Macy's, Inc.   (NLRB)

Challenge to micro-unions

The NLRB’s Specialty Healthcare decision favoring micro-unions has led to numerous cases involving the definition of a bargaining unit. In Macy’s Inc., the Board’s regional director decided that employees of the fragrance and cosmetic departments at Macy’s could form their own union. The regional director found that the small group of employees was an appropriate unit because they were readily identifiable as a group and shared a community of interest. Moreover, the burden to show that the small unit is inappropriate is on the employer, who would have to demonstrate that a larger unit shares an overwhelming community of interest with the smaller unit. Interestingly, the previous year, the union unsuccessfully tried to organize a wall-to-wall unit in the entire store.

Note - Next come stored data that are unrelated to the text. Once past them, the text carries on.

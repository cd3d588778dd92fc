mod cli;
mod settings;

use std::path::Path;
use std::process::ExitCode;
use std::sync::Arc;

use anyhow::{Context, Result};
use clap::Parser;
use pressmark_core::{ExportConfig, Settings};
use pressmark_engine::{
    build_records, read_export, write_run_report, FetchSettings, Materializer, MarkdownTranslator,
    ReqwestFetcher, RunSummary, TranslateOptions,
};
use pressmark_logging::{press_error, press_info, LogDestination};

use crate::cli::Cli;
use crate::settings::load_settings;

fn main() -> ExitCode {
    let cli = Cli::parse();

    let destination = match &cli.log_file {
        Some(path) => LogDestination::TerminalAndFile(path.clone()),
        None => LogDestination::Terminal,
    };
    pressmark_logging::initialize(cli.log_level.into(), destination);

    match run(&cli) {
        Ok(_) => ExitCode::SUCCESS,
        Err(err) => {
            press_error!("{err:#}");
            ExitCode::FAILURE
        }
    }
}

fn run(cli: &Cli) -> Result<RunSummary> {
    let config = cli.export_config();
    let settings = load_settings(cli.settings.as_deref())?;

    let runtime = tokio::runtime::Builder::new_multi_thread()
        .enable_all()
        .build()
        .context("Failed to start async runtime")?;
    let summary = runtime.block_on(convert(config, settings))?;

    print_summary(&summary);
    if let Some(report) = &cli.report {
        write_run_report(&summary, report)
            .with_context(|| format!("Failed to write report {}", report.display()))?;
    }
    Ok(summary)
}

async fn convert(config: ExportConfig, settings: Settings) -> Result<RunSummary> {
    let doc = read_export(&config.input)
        .with_context(|| format!("Failed to load export {}", config.input.display()))?;
    let translator = MarkdownTranslator::new(TranslateOptions::from_config(&config));
    let records = build_records(&doc, &config, &settings, &translator)
        .context("Failed to extract records")?;

    let fetcher = Arc::new(ReqwestFetcher::new(FetchSettings::from_settings(&settings)));
    let summary = Materializer::new(config, settings, fetcher)
        .write_all(&records)
        .await
        .context("Failed to prepare output directory")?;
    Ok(summary)
}

fn print_summary(summary: &RunSummary) {
    let output = absolute(&summary.output);
    press_info!(
        "Wrote {} of {} records ({} skipped) and {} assets ({} skipped), {} failed.",
        summary.markdown.succeeded,
        summary.records,
        summary.markdown.skipped,
        summary.assets.succeeded,
        summary.assets.skipped,
        summary.failed()
    );
    press_info!("All done! Output is in {}", output.display());
}

fn absolute(path: &Path) -> std::path::PathBuf {
    std::path::absolute(path).unwrap_or_else(|_| path.to_path_buf())
}
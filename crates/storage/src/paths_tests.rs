// SPDX-License-Identifier: BUSL-1.1
// Copyright (c) 2026 Alfred Jean LLC

use super::*;
use tempfile::TempDir;

#[test]
fn layout_paths_hang_off_root() {
    let paths = DataPaths::new("/var/lib/openclaw/plash-data");
    assert_eq!(paths.state_file(), Path::new("/var/lib/openclaw/plash-data/state.json"));
    assert_eq!(
        paths.template_file("ops"),
        Path::new("/var/lib/openclaw/plash-data/templates/ops.json")
    );
    assert_eq!(
        paths.run_file("ops", "2024-05-01T12-30-45Z"),
        Path::new("/var/lib/openclaw/plash-data/runs/ops/2024-05-01T12-30-45Z.json")
    );
    assert_eq!(
        paths.rendered_latest("ops"),
        Path::new("/var/lib/openclaw/plash-data/rendered/ops/latest.json")
    );
}

#[test]
fn ensure_layout_creates_directories() {
    let dir = TempDir::new().unwrap();
    let paths = DataPaths::new(dir.path().join("data"));
    paths.ensure_layout().unwrap();
    assert!(paths.templates_dir().is_dir());
    assert!(paths.runs_dir().is_dir());
    assert!(paths.rendered_dir().is_dir());
}

#[test]
fn ensure_layout_is_idempotent() {
    let dir = TempDir::new().unwrap();
    let paths = DataPaths::new(dir.path().join("data"));
    paths.ensure_layout().unwrap();
    paths.ensure_layout().unwrap();
    assert!(paths.root().is_dir());
}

The NAM filed an amicus brief urging the Board to overturn the regional director’s decision. The Board’s policy conflicts with the rights of employees who do not want to form a union by allowing them to be gerrymandered out of the bargaining unit. In effect, if the majority of employees in a facility do not favor forming a bargaining unit, they can be relegated to a minority status when a union selects a gerrymandered unit where it has majority support. The NAM argued that the burden should be shifted to the union to initially demonstrate that the a proposed smaller bargaining unit is constituted on factors other than union support and that the employees are readily identifiable as a group.

Manufacturers are starting to face a multitude of small unionized bargaining units, making management of the workplace much more difficult and harming their ability to compete. This is the fifth case since Specialty Healthcare in which the NAM has sought to change the Board’s policy and encourage the proper definition of bargaining units in manufacturing facilities.